**WORK REQUEST**.
Transcribe the records in full, keeping every character as it is.

**DATA PROVIDED**.
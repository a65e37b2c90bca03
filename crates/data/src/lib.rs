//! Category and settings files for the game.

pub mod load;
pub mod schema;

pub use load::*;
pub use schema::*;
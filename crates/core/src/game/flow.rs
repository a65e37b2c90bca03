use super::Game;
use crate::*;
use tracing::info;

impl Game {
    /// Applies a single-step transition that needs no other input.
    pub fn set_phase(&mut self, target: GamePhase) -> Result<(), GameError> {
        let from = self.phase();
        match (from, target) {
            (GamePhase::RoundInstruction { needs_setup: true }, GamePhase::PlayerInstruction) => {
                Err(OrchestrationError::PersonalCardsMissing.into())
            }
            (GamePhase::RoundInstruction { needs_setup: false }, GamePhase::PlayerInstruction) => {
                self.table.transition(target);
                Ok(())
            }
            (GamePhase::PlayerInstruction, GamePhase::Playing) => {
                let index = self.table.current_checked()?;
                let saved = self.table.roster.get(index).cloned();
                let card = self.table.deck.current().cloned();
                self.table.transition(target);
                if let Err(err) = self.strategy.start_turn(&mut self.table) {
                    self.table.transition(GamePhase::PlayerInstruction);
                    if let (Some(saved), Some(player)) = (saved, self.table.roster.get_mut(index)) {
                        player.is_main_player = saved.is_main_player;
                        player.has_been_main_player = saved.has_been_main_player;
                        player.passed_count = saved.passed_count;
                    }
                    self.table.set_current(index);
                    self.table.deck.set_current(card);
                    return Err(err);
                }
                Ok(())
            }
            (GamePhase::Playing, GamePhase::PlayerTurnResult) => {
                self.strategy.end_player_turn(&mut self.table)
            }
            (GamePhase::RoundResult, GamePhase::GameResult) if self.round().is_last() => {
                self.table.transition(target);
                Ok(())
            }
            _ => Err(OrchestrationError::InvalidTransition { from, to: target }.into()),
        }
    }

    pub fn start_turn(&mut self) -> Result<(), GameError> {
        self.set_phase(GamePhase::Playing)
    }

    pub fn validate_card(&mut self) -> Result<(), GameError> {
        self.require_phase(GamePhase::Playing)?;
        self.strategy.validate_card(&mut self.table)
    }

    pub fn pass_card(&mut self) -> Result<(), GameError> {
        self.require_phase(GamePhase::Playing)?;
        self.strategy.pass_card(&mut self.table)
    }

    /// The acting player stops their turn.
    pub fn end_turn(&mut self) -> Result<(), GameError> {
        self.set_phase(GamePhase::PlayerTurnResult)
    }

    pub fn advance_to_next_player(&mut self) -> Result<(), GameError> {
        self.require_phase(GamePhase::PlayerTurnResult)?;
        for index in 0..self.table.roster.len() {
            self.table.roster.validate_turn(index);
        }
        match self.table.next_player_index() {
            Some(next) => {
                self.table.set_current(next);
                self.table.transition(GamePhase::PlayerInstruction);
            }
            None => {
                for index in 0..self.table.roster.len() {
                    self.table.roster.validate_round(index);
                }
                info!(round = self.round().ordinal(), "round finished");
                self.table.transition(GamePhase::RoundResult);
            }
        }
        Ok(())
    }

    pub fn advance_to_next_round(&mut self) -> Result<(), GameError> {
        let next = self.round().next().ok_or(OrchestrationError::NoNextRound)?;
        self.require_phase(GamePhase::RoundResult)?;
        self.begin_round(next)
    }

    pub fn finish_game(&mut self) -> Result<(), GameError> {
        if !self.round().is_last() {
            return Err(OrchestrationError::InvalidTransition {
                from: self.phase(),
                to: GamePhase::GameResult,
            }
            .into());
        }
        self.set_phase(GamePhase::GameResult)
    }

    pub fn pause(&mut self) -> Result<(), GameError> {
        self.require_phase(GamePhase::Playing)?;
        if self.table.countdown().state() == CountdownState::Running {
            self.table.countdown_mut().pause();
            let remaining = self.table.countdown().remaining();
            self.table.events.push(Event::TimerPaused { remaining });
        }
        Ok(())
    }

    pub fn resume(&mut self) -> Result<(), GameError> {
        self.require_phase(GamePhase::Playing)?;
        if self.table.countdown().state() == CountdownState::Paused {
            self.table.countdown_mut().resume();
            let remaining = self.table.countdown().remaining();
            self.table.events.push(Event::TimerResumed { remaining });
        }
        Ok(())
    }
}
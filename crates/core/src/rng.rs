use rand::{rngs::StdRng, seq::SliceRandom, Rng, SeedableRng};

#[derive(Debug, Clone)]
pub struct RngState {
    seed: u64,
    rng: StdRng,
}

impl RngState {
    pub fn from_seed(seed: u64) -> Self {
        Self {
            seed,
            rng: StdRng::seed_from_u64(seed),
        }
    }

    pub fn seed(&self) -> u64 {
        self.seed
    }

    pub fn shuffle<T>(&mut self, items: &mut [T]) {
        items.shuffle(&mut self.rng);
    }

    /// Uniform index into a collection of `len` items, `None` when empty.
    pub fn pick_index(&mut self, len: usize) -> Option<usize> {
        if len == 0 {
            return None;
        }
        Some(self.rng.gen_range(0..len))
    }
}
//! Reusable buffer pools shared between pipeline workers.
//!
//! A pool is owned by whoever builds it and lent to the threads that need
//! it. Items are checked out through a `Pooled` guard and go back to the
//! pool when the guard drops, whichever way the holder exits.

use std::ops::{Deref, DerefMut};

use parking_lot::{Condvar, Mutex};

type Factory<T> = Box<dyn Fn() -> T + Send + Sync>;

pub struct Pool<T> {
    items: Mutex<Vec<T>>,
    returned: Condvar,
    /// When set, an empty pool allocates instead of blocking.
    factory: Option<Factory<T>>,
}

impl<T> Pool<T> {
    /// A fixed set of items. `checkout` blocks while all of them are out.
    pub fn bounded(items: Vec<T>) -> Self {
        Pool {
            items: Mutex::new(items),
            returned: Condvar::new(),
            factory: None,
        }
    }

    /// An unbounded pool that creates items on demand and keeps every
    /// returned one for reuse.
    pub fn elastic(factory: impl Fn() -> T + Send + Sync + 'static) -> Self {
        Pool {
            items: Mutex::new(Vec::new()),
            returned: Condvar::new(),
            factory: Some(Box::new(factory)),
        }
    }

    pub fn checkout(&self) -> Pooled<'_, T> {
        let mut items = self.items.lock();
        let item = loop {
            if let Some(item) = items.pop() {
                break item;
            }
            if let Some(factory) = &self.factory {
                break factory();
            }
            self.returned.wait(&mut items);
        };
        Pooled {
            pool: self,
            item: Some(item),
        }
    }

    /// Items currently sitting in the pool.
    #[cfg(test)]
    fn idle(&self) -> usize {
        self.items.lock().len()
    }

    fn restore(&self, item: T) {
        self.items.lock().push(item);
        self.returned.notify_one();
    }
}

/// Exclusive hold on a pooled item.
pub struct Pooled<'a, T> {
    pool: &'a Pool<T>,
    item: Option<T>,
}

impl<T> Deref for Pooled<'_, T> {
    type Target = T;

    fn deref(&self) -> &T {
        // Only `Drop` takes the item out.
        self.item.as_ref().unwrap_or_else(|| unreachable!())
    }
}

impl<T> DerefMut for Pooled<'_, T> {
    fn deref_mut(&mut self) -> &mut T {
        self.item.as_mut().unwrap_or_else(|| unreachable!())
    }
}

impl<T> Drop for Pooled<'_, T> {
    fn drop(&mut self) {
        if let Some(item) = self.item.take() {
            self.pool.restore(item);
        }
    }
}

**ANSWER TO THIS PROBLEM**.
repository a65e37b2c90bca03
filename crates/data/src/lib.rs
//! Category and settings files for the game.

pub mod load;
pub mod schema;

pub use load::*;
pub use schema::*;
filename crates/core/src/game/flow.rs
repository a65e37b2c90bca03
use super::Game;
use crate::*;
use tracing::info;

impl Game {
    /// Applies a single-step transition that needs no other input.
    pub fn set_phase(&mut self, target: GamePhase) -> Result<(), GameError> {
        let from = self.phase();
        match (from, target) {
            (GamePhase::RoundInstruction { needs_setup: true }, GamePhase::PlayerInstruction) => {
                Err(OrchestrationError::PersonalCardsMissing.into())
            }
            (GamePhase::RoundInstruction { needs_setup: false }, GamePhase::PlayerInstruction) => {
                self.table.transition(target);
                Ok(())
            }
            (GamePhase::PlayerInstruction, GamePhase::Playing) => {
                let index = self.table.current_checked()?;
                let saved = self.table.roster.get(index).cloned();
                let card = self.table.deck.current().cloned();
                self.table.transition(target);
                if let Err(err) = self.strategy.start_turn(&mut self.table) {
                    self.table.transition(GamePhase::PlayerInstruction);
                    if let (Some(saved), Some(player)) = (saved, self.table.roster.get_mut(index)) {
                        player.is_main_player = saved.is_main_player;
                        player.has_been_main_player = saved.has_been_main_player;
                        player.passed_count = saved.passed_count;
                    }
                    self.table.set_current(index);
                    self.table.deck.set_current(card);
                    return Err(err);
                }
                Ok(())
            }
            (GamePhase::Playing, GamePhase::PlayerTurnResult) => {
                self.strategy.end_player_turn(&mut self.table)
            }
            (GamePhase::RoundResult, GamePhase::GameResult) if self.round().is_last() => {
                self.table.transition(target);
                Ok(())
            }
            _ => Err(OrchestrationError::InvalidTransition { from, to: target }.into()),
        }
    }

    pub fn start_turn(&mut self) -> Result<(), GameError> {
        self.set_phase(GamePhase::Playing)
    }

    pub fn validate_card(&mut self) -> Result<(), GameError> {
        self.require_phase(GamePhase::Playing)?;
        self.strategy.validate_card(&mut self.table)
    }

    pub fn pass_card(&mut self) -> Result<(), GameError> {
        self.require_phase(GamePhase::Playing)?;
        self.strategy.pass_card(&mut self.table)
    }

    /// The acting player stops their turn.
    pub fn end_turn(&mut self) -> Result<(), GameError> {
        self.set_phase(GamePhase::PlayerTurnResult)
    }

    pub fn advance_to_next_player(&mut self) -> Result<(), GameError> {
        self.require_phase(GamePhase::PlayerTurnResult)?;
        for index in 0..self.table.roster.len() {
            self.table.roster.validate_turn(index);
        }
        match self.table.next_player_index() {
            Some(next) => {
                self.table.set_current(next);
                self.table.transition(GamePhase::PlayerInstruction);
            }
            None => {
                for index in 0..self.table.roster.len() {
                    self.table.roster.validate_round(index);
                }
                info!(round = self.round().ordinal(), "round finished");
                self.table.transition(GamePhase::RoundResult);
            }
        }
        Ok(())
    }

    pub fn advance_to_next_round(&mut self) -> Result<(), GameError> {
        let next = self.round().next().ok_or(OrchestrationError::NoNextRound)?;
        self.require_phase(GamePhase::RoundResult)?;
        self.begin_round(next)
    }

    pub fn finish_game(&mut self) -> Result<(), GameError> {
        if !self.round().is_last() {
            return Err(OrchestrationError::InvalidTransition {
                from: self.phase(),
                to: GamePhase::GameResult,
            }
            .into());
        }
        self.set_phase(GamePhase::GameResult)
    }

    pub fn pause(&mut self) -> Result<(), GameError> {
        self.require_phase(GamePhase::Playing)?;
        if self.table.countdown().state() == CountdownState::Running {
            self.table.countdown_mut().pause();
            let remaining = self.table.countdown().remaining();
            self.table.events.push(Event::TimerPaused { remaining });
        }
        Ok(())
    }

    pub fn resume(&mut self) -> Result<(), GameError> {
        self.require_phase(GamePhase::Playing)?;
        if self.table.countdown().state() == CountdownState::Paused {
            self.table.countdown_mut().resume();
            let remaining = self.table.countdown().remaining();
            self.table.events.push(Event::TimerResumed { remaining });
        }
        Ok(())
    }
}
filename crates/core/src/rng.rs
use rand::{rngs::StdRng, seq::SliceRandom, Rng, SeedableRng};

#[derive(Debug, Clone)]
pub struct RngState {
    seed: u64,
    rng: StdRng,
}

impl RngState {
    pub fn from_seed(seed: u64) -> Self {
        Self {
            seed,
            rng: StdRng::seed_from_u64(seed),
        }
    }

    pub fn seed(&self) -> u64 {
        self.seed
    }

    pub fn shuffle<T>(&mut self, items: &mut [T]) {
        items.shuffle(&mut self.rng);
    }

    /// Uniform index into a collection of `len` items, `None` when empty.
    pub fn pick_index(&mut self, len: usize) -> Option<usize> {
        if len == 0 {
            return None;
        }
        Some(self.rng.gen_range(0..len))
    }
}
//! Reusable buffer pools shared between pipeline workers.
//!
//! A pool is owned by whoever builds it and lent to the threads that need
//! it. Items are checked out through a `Pooled` guard and go back to the
//! pool when the guard drops, whichever way the holder exits.

use std::ops::{Deref, DerefMut};

use parking_lot::{Condvar, Mutex};

type Factory<T> = Box<dyn Fn() -> T + Send + Sync>;

pub struct Pool<T> {
    items: Mutex<Vec<T>>,
    returned: Condvar,
    /// When set, an empty pool allocates instead of blocking.
    factory: Option<Factory<T>>,
}

impl<T> Pool<T> {
    /// A fixed set of items. `checkout` blocks while all of them are out.
    pub fn bounded(items: Vec<T>) -> Self {
        Pool {
            items: Mutex::new(items),
            returned: Condvar::new(),
            factory: None,
        }
    }

    /// An unbounded pool that creates items on demand and keeps every
    /// returned one for reuse.
    pub fn elastic(factory: impl Fn() -> T + Send + Sync + 'static) -> Self {
        Pool {
            items: Mutex::new(Vec::new()),
            returned: Condvar::new(),
            factory: Some(Box::new(factory)),
        }
    }

    pub fn checkout(&self) -> Pooled<'_, T> {
        let mut items = self.items.lock();
        let item = loop {
            if let Some(item) = items.pop() {
                break item;
            }
            if let Some(factory) = &self.factory {
                break factory();
            }
            self.returned.wait(&mut items);
        };
        Pooled {
            pool: self,
            item: Some(item),
        }
    }

    /// Items currently sitting in the pool.
    #[cfg(test)]
    fn idle(&self) -> usize {
        self.items.lock().len()
    }

    fn restore(&self, item: T) {
        self.items.lock().push(item);
        self.returned.notify_one();
    }
}

/// Exclusive hold on a pooled item.
pub struct Pooled<'a, T> {
    pool: &'a Pool<T>,
    item: Option<T>,
}

impl<T> Deref for Pooled<'_, T> {
    type Target = T;

    fn deref(&self) -> &T {
        // Only `Drop` takes the item out.
        self.item.as_ref().unwrap_or_else(|| unreachable!())
    }
}

impl<T> DerefMut for Pooled<'_, T> {
    fn deref_mut(&mut self) -> &mut T {
        self.item.as_mut().unwrap_or_else(|| unreachable!())
    }
}

impl<T> Drop for Pooled<'_, T> {
    fn drop(&mut self) {
        if let Some(item) = self.item.take() {
            self.pool.restore(item);
        }
    }
}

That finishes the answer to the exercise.